**TASK OBJECTIVE**
Quote every line below exactly as it reads.

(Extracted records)
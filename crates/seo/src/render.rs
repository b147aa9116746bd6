//! Renders tag containers as HTML head markup.

use std::collections::{BTreeMap, HashMap};

use serde::Serialize;
use tera::{Context as TeraContext, Tera};

use crate::error::SeoResult;
use crate::tags::{PageTags, TagContainer, TagEntry};

const HEAD_TEMPLATE: &str = "seo/head.html";

const HEAD_SOURCE: &str = r#"{% for tag in meta -%}
{% if tag.name -%}
<meta {% if tag.name is starting_with("og:") %}property{% else %}name{% endif %}="{{ tag.name | attr }}" content="{{ tag.value | attr }}">
{% else -%}
<meta{% for key, value in tag.attributes %} {{ key | attr }}="{{ value | attr }}"{% endfor %}>
{% endif -%}
{% endfor -%}
{% for tag in link -%}
{% if tag.name -%}
<link rel="{{ tag.name | attr }}" href="{{ tag.value | attr }}">
{% else -%}
<link{% for key, value in tag.attributes %} {{ key | attr }}="{{ value | attr }}"{% endfor %}>
{% endif -%}
{% endfor -%}
"#;

/// Flattened view of a [`TagEntry`] for the template.
#[derive(Serialize)]
struct TagView<'a> {
    name: Option<&'a str>,
    value: Option<&'a str>,
    attributes: Option<&'a BTreeMap<String, String>>,
}

impl<'a> From<&'a TagEntry> for TagView<'a> {
    fn from(entry: &'a TagEntry) -> Self {
        match entry {
            TagEntry::Named { name, value } => TagView {
                name: Some(name),
                value: Some(value),
                attributes: None,
            },
            TagEntry::Attributes(attributes) => TagView {
                name: None,
                value: None,
                attributes: Some(attributes),
            },
        }
    }
}

/// Renders `<meta>` and `<link>` tags.
pub struct HeadRenderer {
    tera: Tera,
}

impl HeadRenderer {
    pub fn new() -> SeoResult<Self> {
        let mut tera = Tera::default();
        // Escaping is done by the `attr` filter
        tera.autoescape_on(vec![]);
        tera.register_filter(
            "attr",
            |value: &tera::Value, _args: &HashMap<String, tera::Value>| {
                let text = tera::try_get_value!("attr", "value", String, value);
                Ok(tera::Value::String(html_escape(&text)))
            },
        );
        tera.add_raw_template(HEAD_TEMPLATE, HEAD_SOURCE)?;
        Ok(Self { tera })
    }

    /// Render both containers of a page.
    pub fn render(&self, tags: &PageTags) -> SeoResult<String> {
        self.render_containers(&tags.meta, &tags.link)
    }

    pub fn render_containers(&self, meta: &TagContainer, link: &TagContainer) -> SeoResult<String> {
        let meta: Vec<TagView<'_>> = meta.all().iter().map(TagView::from).collect();
        let link: Vec<TagView<'_>> = link.all().iter().map(TagView::from).collect();

        let mut context = TeraContext::new();
        context.insert("meta", &meta);
        context.insert("link", &link);

        Ok(self.tera.render(HEAD_TEMPLATE, &context)?)
    }
}

impl std::fmt::Debug for HeadRenderer {
    fn fmt(&self, f: &mut std::fmt::Formatter<'_>) -> std::fmt::Result {
        f.debug_struct("HeadRenderer").finish_non_exhaustive()
    }
}

/// Escape a string for use inside an HTML attribute.
pub fn html_escape(s: &str) -> String {
    s.replace('&', "&amp;")
        .replace('<', "&lt;")
        .replace('>', "&gt;")
        .replace('"', "&quot;")
        .replace('\'', "&#x27;")
}
//! HTML minification middleware.
//!
//! Successful GET responses with an HTML content type are minified and
//! cached by request URI. Later requests for the same URI are answered
//! from the cache without running the handler.

use axum::{
    body::{Body, HttpBody},
    extract::State,
    http::{Method, Request, StatusCode, header},
    middleware::Next,
    response::{IntoResponse, Response},
};
use tracing::{debug, warn};

use crate::state::AppState;

/// Largest response body that will be minified (8 MB).
const MAX_HTML_BYTES: usize = 8 * 1024 * 1024;

/// Middleware to minify and cache HTML pages.
pub async fn minify_html(
    State(state): State<AppState>,
    request: Request<Body>,
    next: Next,
) -> Response {
    if !state.config().compress_html || request.method() != Method::GET {
        return next.run(request).await;
    }

    let uri = request.uri().to_string();
    if let Some(html) = state.html_cache().get(&uri).await {
        return html_response(html.as_str().to_owned());
    }

    let response = next.run(request).await;
    if response.status() != StatusCode::OK || !is_html(&response) {
        return response;
    }

    let (mut parts, body) = response.into_parts();

    // Unknown or oversized bodies pass through untouched
    let fits = body
        .size_hint()
        .upper()
        .is_some_and(|len| len <= MAX_HTML_BYTES as u64);
    if !fits {
        debug!(uri = %uri, "html response too large to minify");
        return Response::from_parts(parts, body);
    }

    let bytes = match axum::body::to_bytes(body, MAX_HTML_BYTES).await {
        Ok(bytes) => bytes,
        Err(e) => {
            warn!(uri = %uri, error = %e, "failed to buffer html response");
            return StatusCode::INTERNAL_SERVER_ERROR.into_response();
        }
    };

    let Ok(html) = std::str::from_utf8(&bytes) else {
        warn!(uri = %uri, "html response is not valid utf-8, not minifying");
        return Response::from_parts(parts, Body::from(bytes));
    };
    let minified = state.html_cache().store(&uri, html).await;

    parts.headers.remove(header::CONTENT_LENGTH);
    Response::from_parts(parts, Body::from(minified.as_str().to_owned()))
}

fn is_html(response: &Response) -> bool {
    response
        .headers()
        .get(header::CONTENT_TYPE)
        .and_then(|v| v.to_str().ok())
        .is_some_and(|v| v.starts_with("text/html"))
}

fn html_response(html: String) -> Response {
    (
        [(header::CONTENT_TYPE, "text/html; charset=utf-8")],
        html,
    )
        .into_response()
}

**TASK ANSWER**
filename crates/seo/src/render.rs
repository b147aa9116746bd6
//! Renders tag containers as HTML head markup.

use std::collections::{BTreeMap, HashMap};

use serde::Serialize;
use tera::{Context as TeraContext, Tera};

use crate::error::SeoResult;
use crate::tags::{PageTags, TagContainer, TagEntry};

const HEAD_TEMPLATE: &str = "seo/head.html";

const HEAD_SOURCE: &str = r#"{% for tag in meta -%}
{% if tag.name -%}
<meta {% if tag.name is starting_with("og:") %}property{% else %}name{% endif %}="{{ tag.name | attr }}" content="{{ tag.value | attr }}">
{% else -%}
<meta{% for key, value in tag.attributes %} {{ key | attr }}="{{ value | attr }}"{% endfor %}>
{% endif -%}
{% endfor -%}
{% for tag in link -%}
{% if tag.name -%}
<link rel="{{ tag.name | attr }}" href="{{ tag.value | attr }}">
{% else -%}
<link{% for key, value in tag.attributes %} {{ key | attr }}="{{ value | attr }}"{% endfor %}>
{% endif -%}
{% endfor -%}
"#;

/// Flattened view of a [`TagEntry`] for the template.
#[derive(Serialize)]
struct TagView<'a> {
    name: Option<&'a str>,
    value: Option<&'a str>,
    attributes: Option<&'a BTreeMap<String, String>>,
}

impl<'a> From<&'a TagEntry> for TagView<'a> {
    fn from(entry: &'a TagEntry) -> Self {
        match entry {
            TagEntry::Named { name, value } => TagView {
                name: Some(name),
                value: Some(value),
                attributes: None,
            },
            TagEntry::Attributes(attributes) => TagView {
                name: None,
                value: None,
                attributes: Some(attributes),
            },
        }
    }
}

/// Renders `<meta>` and `<link>` tags.
pub struct HeadRenderer {
    tera: Tera,
}

impl HeadRenderer {
    pub fn new() -> SeoResult<Self> {
        let mut tera = Tera::default();
        // Escaping is done by the `attr` filter
        tera.autoescape_on(vec![]);
        tera.register_filter(
            "attr",
            |value: &tera::Value, _args: &HashMap<String, tera::Value>| {
                let text = tera::try_get_value!("attr", "value", String, value);
                Ok(tera::Value::String(html_escape(&text)))
            },
        );
        tera.add_raw_template(HEAD_TEMPLATE, HEAD_SOURCE)?;
        Ok(Self { tera })
    }

    /// Render both containers of a page.
    pub fn render(&self, tags: &PageTags) -> SeoResult<String> {
        self.render_containers(&tags.meta, &tags.link)
    }

    pub fn render_containers(&self, meta: &TagContainer, link: &TagContainer) -> SeoResult<String> {
        let meta: Vec<TagView<'_>> = meta.all().iter().map(TagView::from).collect();
        let link: Vec<TagView<'_>> = link.all().iter().map(TagView::from).collect();

        let mut context = TeraContext::new();
        context.insert("meta", &meta);
        context.insert("link", &link);

        Ok(self.tera.render(HEAD_TEMPLATE, &context)?)
    }
}

impl std::fmt::Debug for HeadRenderer {
    fn fmt(&self, f: &mut std::fmt::Formatter<'_>) -> std::fmt::Result {
        f.debug_struct("HeadRenderer").finish_non_exhaustive()
    }
}

/// Escape a string for use inside an HTML attribute.
pub fn html_escape(s: &str) -> String {
    s.replace('&', "&amp;")
        .replace('<', "&lt;")
        .replace('>', "&gt;")
        .replace('"', "&quot;")
        .replace('\'', "&#x27;")
}
//! HTML minification middleware.
//!
//! Successful GET responses with an HTML content type are minified and
//! cached by request URI. Later requests for the same URI are answered
//! from the cache without running the handler.

use axum::{
    body::{Body, HttpBody},
    extract::State,
    http::{Method, Request, StatusCode, header},
    middleware::Next,
    response::{IntoResponse, Response},
};
use tracing::{debug, warn};

use crate::state::AppState;

/// Largest response body that will be minified (8 MB).
const MAX_HTML_BYTES: usize = 8 * 1024 * 1024;

/// Middleware to minify and cache HTML pages.
pub async fn minify_html(
    State(state): State<AppState>,
    request: Request<Body>,
    next: Next,
) -> Response {
    if !state.config().compress_html || request.method() != Method::GET {
        return next.run(request).await;
    }

    let uri = request.uri().to_string();
    if let Some(html) = state.html_cache().get(&uri).await {
        return html_response(html.as_str().to_owned());
    }

    let response = next.run(request).await;
    if response.status() != StatusCode::OK || !is_html(&response) {
        return response;
    }

    let (mut parts, body) = response.into_parts();

    // Unknown or oversized bodies pass through untouched
    let fits = body
        .size_hint()
        .upper()
        .is_some_and(|len| len <= MAX_HTML_BYTES as u64);
    if !fits {
        debug!(uri = %uri, "html response too large to minify");
        return Response::from_parts(parts, body);
    }

    let bytes = match axum::body::to_bytes(body, MAX_HTML_BYTES).await {
        Ok(bytes) => bytes,
        Err(e) => {
            warn!(uri = %uri, error = %e, "failed to buffer html response");
            return StatusCode::INTERNAL_SERVER_ERROR.into_response();
        }
    };

    let Ok(html) = std::str::from_utf8(&bytes) else {
        warn!(uri = %uri, "html response is not valid utf-8, not minifying");
        return Response::from_parts(parts, Body::from(bytes));
    };
    let minified = state.html_cache().store(&uri, html).await;

    parts.headers.remove(header::CONTENT_LENGTH);
    Response::from_parts(parts, Body::from(minified.as_str().to_owned()))
}

fn is_html(response: &Response) -> bool {
    response
        .headers()
        .get(header::CONTENT_TYPE)
        .and_then(|v| v.to_str().ok())
        .is_some_and(|v| v.starts_with("text/html"))
}

fn html_response(html: String) -> Response {
    (
        [(header::CONTENT_TYPE, "text/html; charset=utf-8")],
        html,
    )
        .into_response()
}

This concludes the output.